Specifically, Bailey underscored the delicate balance the BoE must strike between returning inflation to target and maintaining a sufficient level of economic momentum. The central bank has already left the policy rate at 4% for an extended period as it gauges the persistence of inflationary pressures and the resilience of consumer demand in the face of higher living costs.
As households continue to adjust their budgets in response to higher prices, economists say the risk for the BoE is that weaker consumption could drag on growth before inflation convincingly cools. Bailey’s comments suggest policymakers are prepared to deploy a gradual approach to easing, potentially beginning once inflation trends confirm a sustained downward path.

The discussion comes as investors monitor domestic data for signals on the timing of any future rate cuts. Policy decisions in Britain have taken on added significance given the global rate path, with central banks around the world also navigating the tension between inflation and growth. The BoE’s guidance, coupled with the currency trajectory, suggests a period of heightened volatility as markets price in a gradually easing cycle while remaining sensitive to any shift in inflation dynamics or labor-market momentum.

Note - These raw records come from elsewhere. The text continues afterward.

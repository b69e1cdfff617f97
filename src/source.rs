// Source input: the program text handed to run/format/share.
//
// Callers may have the program as a string, as raw bytes, or as something
// readable (stdin, an open file). `SourceInput` covers those three shapes
// and is consumed exactly once when a request is built.

use std::fmt;
use std::io::{self, Cursor, Read};

/// Program text in one of the shapes a caller can produce.
pub enum SourceInput {
    Text(String),
    Bytes(Vec<u8>),
    Stream(Box<dyn Read + Send>),
}

impl SourceInput {
    /// Wrap any readable handle. The reader is drained when the request is
    /// built, not here.
    pub fn from_reader<R: Read + Send + 'static>(reader: R) -> Self {
        SourceInput::Stream(Box::new(reader))
    }

    /// Normalize to a string, draining a stream to end of file.
    ///
    /// Bytes that are not UTF-8 are rejected with [`io::ErrorKind::InvalidData`]:
    /// the payload travels as a text query parameter and must not be altered
    /// on the way.
    pub fn into_string(self) -> io::Result<String> {
        let bytes = match self {
            SourceInput::Text(text) => return Ok(text),
            SourceInput::Bytes(bytes) => bytes,
            SourceInput::Stream(mut reader) => {
                let mut buf = Vec::new();
                reader.read_to_end(&mut buf)?;
                buf
            }
        };
        String::from_utf8(bytes).map_err(|err| io::Error::new(io::ErrorKind::InvalidData, err))
    }

    /// Normalize to a reader suitable for a streamed request body.
    pub fn into_reader(self) -> Box<dyn Read + Send> {
        match self {
            SourceInput::Text(text) => Box::new(Cursor::new(text.into_bytes())),
            SourceInput::Bytes(bytes) => Box::new(Cursor::new(bytes)),
            SourceInput::Stream(reader) => reader,
        }
    }
}

impl fmt::Debug for SourceInput {
    fn fmt(&self, f: &mut fmt::Formatter<'_>) -> fmt::Result {
        match self {
            SourceInput::Text(text) => f.debug_tuple("Text").field(&text.len()).finish(),
            SourceInput::Bytes(bytes) => f.debug_tuple("Bytes").field(&bytes.len()).finish(),
            SourceInput::Stream(_) => f.write_str("Stream(..)"),
        }
    }
}

impl From<String> for SourceInput {
    fn from(text: String) -> Self {
        SourceInput::Text(text)
    }
}

impl From<&str> for SourceInput {
    fn from(text: &str) -> Self {
        SourceInput::Text(text.to_string())
    }
}

impl From<Vec<u8>> for SourceInput {
    fn from(bytes: Vec<u8>) -> Self {
        SourceInput::Bytes(bytes)
    }
}

impl From<&[u8]> for SourceInput {
    fn from(bytes: &[u8]) -> Self {
        SourceInput::Bytes(bytes.to_vec())
    }
}

#[cfg(test)]
mod tests {
    use super::*;

    const PROGRAM: &str = "package main\n\nfunc main() { println(\"héllo\") }\n";

    fn all_shapes() -> Vec<SourceInput> {
        vec![
            SourceInput::from(PROGRAM),
            SourceInput::from(PROGRAM.as_bytes().to_vec()),
            SourceInput::from_reader(Cursor::new(PROGRAM.as_bytes().to_vec())),
        ]
    }

    #[test]
    fn every_shape_normalizes_to_the_same_string() {
        for input in all_shapes() {
            assert_eq!(input.into_string().unwrap(), PROGRAM);
        }
    }

    #[test]
    fn every_shape_normalizes_to_the_same_reader_bytes() {
        for input in all_shapes() {
            let mut buf = Vec::new();
            input.into_reader().read_to_end(&mut buf).unwrap();
            assert_eq!(buf, PROGRAM.as_bytes());
        }
    }

    #[test]
    fn invalid_utf8_is_rejected() {
        let err = SourceInput::from(vec![0xff, 0xfe, 0x00])
            .into_string()
            .unwrap_err();
        assert_eq!(err.kind(), io::ErrorKind::InvalidData);
    }

    #[test]
    fn failing_stream_surfaces_read_error() {
        struct Broken;
        impl Read for Broken {
            fn read(&mut self, _: &mut [u8]) -> io::Result<usize> {
                Err(io::Error::new(io::ErrorKind::BrokenPipe, "gone"))
            }
        }

        let err = SourceInput::from_reader(Broken).into_string().unwrap_err();
        assert_eq!(err.kind(), io::ErrorKind::BrokenPipe);
    }
}
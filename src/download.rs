// Download target resolution.
//
// Users paste one of three things: a raw API link (`<root>/p/<id>.go`), a
// front-end share link (`https://go.dev/play/p/<id>`), or a bare id. All of
// them end up as the raw source URL under the API root.

use crate::config::{ClientConfig, Endpoint, SOURCE_EXTENSION};
use std::fmt;
use url::Url;

/// Snippet id together with the absolute URL its raw source is fetched from.
#[derive(Clone, Debug, PartialEq, Eq)]
pub struct DownloadTarget {
    id: String,
    url: String,
}

impl DownloadTarget {
    fn new(config: &ClientConfig, id: &str) -> Self {
        let id = id.strip_suffix(SOURCE_EXTENSION).unwrap_or(id).to_string();
        let url = config.resolve(&Endpoint::Download(id.clone()));
        DownloadTarget { id, url }
    }

    /// Snippet id, without the source extension.
    pub fn id(&self) -> &str {
        &self.id
    }

    /// The download endpoint for this snippet.
    pub fn endpoint(&self) -> Endpoint {
        Endpoint::Download(self.id.clone())
    }

    pub fn as_str(&self) -> &str {
        &self.url
    }

    pub fn into_string(self) -> String {
        self.url
    }
}

impl fmt::Display for DownloadTarget {
    fn fmt(&self, f: &mut fmt::Formatter<'_>) -> fmt::Result {
        f.write_str(&self.url)
    }
}

/// Resolve a hash or share URL to the raw source URL. First match wins:
///
/// 1. already a raw link under the API root: keep it, adding `.go` if
///    missing;
/// 2. a front-end share link: rebuild from its last path segment;
/// 3. anything else is taken as a bare id.
pub fn canonicalize_download_target(config: &ClientConfig, hash_or_url: &str) -> DownloadTarget {
    let input = hash_or_url.trim();

    let raw_prefix = format!("{}/p/", config.service_root());
    if let Some(id) = input.strip_prefix(&raw_prefix) {
        return DownloadTarget::new(config, id);
    }

    if input.starts_with(&format!("{}/p/", config.frontend_root())) {
        if let Some(id) = share_id(input) {
            return DownloadTarget::new(config, &id);
        }
    }

    DownloadTarget::new(config, input)
}

/// Last non-empty path segment of a share link.
fn share_id(link: &str) -> Option<String> {
    let url = Url::parse(link).ok()?;
    let id = url.path_segments()?.filter(|s| !s.is_empty()).last()?;
    Some(id.to_string())
}

#[cfg(test)]
mod tests {
    use super::*;
    use crate::config::Backend;

    fn canonical(config: &ClientConfig, input: &str) -> String {
        canonicalize_download_target(config, input).into_string()
    }

    #[test]
    fn bare_hash() {
        let config = ClientConfig::new();
        assert_eq!(canonical(&config, "abc123"), "https://play.golang.org/p/abc123.go");
    }

    #[test]
    fn frontend_link() {
        let config = ClientConfig::new();
        assert_eq!(
            canonical(&config, "https://go.dev/play/p/abc123"),
            "https://play.golang.org/p/abc123.go"
        );
    }

    #[test]
    fn frontend_link_with_extension_query_and_slash() {
        let config = ClientConfig::new();
        assert_eq!(
            canonical(&config, "https://go.dev/play/p/abc123.go"),
            "https://play.golang.org/p/abc123.go"
        );
        assert_eq!(
            canonical(&config, "https://go.dev/play/p/abc123?v=gotip"),
            "https://play.golang.org/p/abc123.go"
        );
        assert_eq!(
            canonical(&config, "https://go.dev/play/p/abc123/"),
            "https://play.golang.org/p/abc123.go"
        );
    }

    #[test]
    fn raw_link_is_completed() {
        let config = ClientConfig::new();
        assert_eq!(
            canonical(&config, "https://play.golang.org/p/abc123"),
            "https://play.golang.org/p/abc123.go"
        );
    }

    #[test]
    fn canonical_form_is_a_fixed_point() {
        let config = ClientConfig::new();
        for input in ["abc123", "https://go.dev/play/p/abc123", "abc123.go"] {
            let once = canonical(&config, input);
            assert_eq!(once, "https://play.golang.org/p/abc123.go");
            assert_eq!(canonical(&config, &once), once);
        }
    }

    #[test]
    fn surrounding_whitespace_is_ignored() {
        let config = ClientConfig::new();
        assert_eq!(canonical(&config, "  abc123\n"), "https://play.golang.org/p/abc123.go");
    }

    #[test]
    fn gotip_backend_downloads_from_prefixed_host() {
        let config = ClientConfig::new().with_backend(Backend::Gotip);
        assert_eq!(
            canonical(&config, "https://go.dev/play/p/abc123"),
            "https://gotipplay.golang.org/p/abc123.go"
        );
        assert_eq!(
            canonical(&config, "https://gotipplay.golang.org/p/abc123"),
            "https://gotipplay.golang.org/p/abc123.go"
        );
    }

    #[test]
    fn every_form_resolves_through_the_download_endpoint() {
        for config in [
            ClientConfig::new(),
            ClientConfig::new().with_backend(Backend::Gotip),
        ] {
            let raw_link = format!("{}/p/abc123", config.service_root());
            for input in [
                "abc123",
                "abc123.go",
                "https://go.dev/play/p/abc123",
                "https://go.dev/play/p/abc123.go?v=gotip",
                raw_link.as_str(),
            ] {
                let target = canonicalize_download_target(&config, input);
                assert_eq!(target.id(), "abc123", "{input}");
                assert_eq!(target.endpoint(), Endpoint::Download("abc123".into()));
                assert_eq!(
                    target.as_str(),
                    config.resolve(&Endpoint::Download("abc123".into())),
                    "{input}"
                );
            }
        }
    }

    #[test]
    fn custom_frontend_root() {
        let config = ClientConfig::new()
            .with_frontend_root("https://play.example.com/")
            .unwrap();
        assert_eq!(
            canonical(&config, "https://play.example.com/p/xyz"),
            "https://play.golang.org/p/xyz.go"
        );
    }
}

With inflation proving more stubborn in the near term than many expected, Bailey’s remarks reinforce the view that any policy easing will be calibrated and contingent on ongoing improvement in price pressures. The Bank’s ability to sustain activity while conquering inflation will be tested in the months ahead, as officials weigh existing policy constraints against incoming data on spending, wages, and the broader economy.

In the near term, investors will be watching for fresh inflation readings, wage data, and consumer spending figures to determine whether the BoE can meaningfully lower rates without reigniting price pressures. Bailey’s emphasis on a cautious approach signals policymakers intend to stay data-driven, ready to adjust the pace of any rate reductions as the inflation picture evolves and as households navigate an ongoing period of cost-of-living adjustments.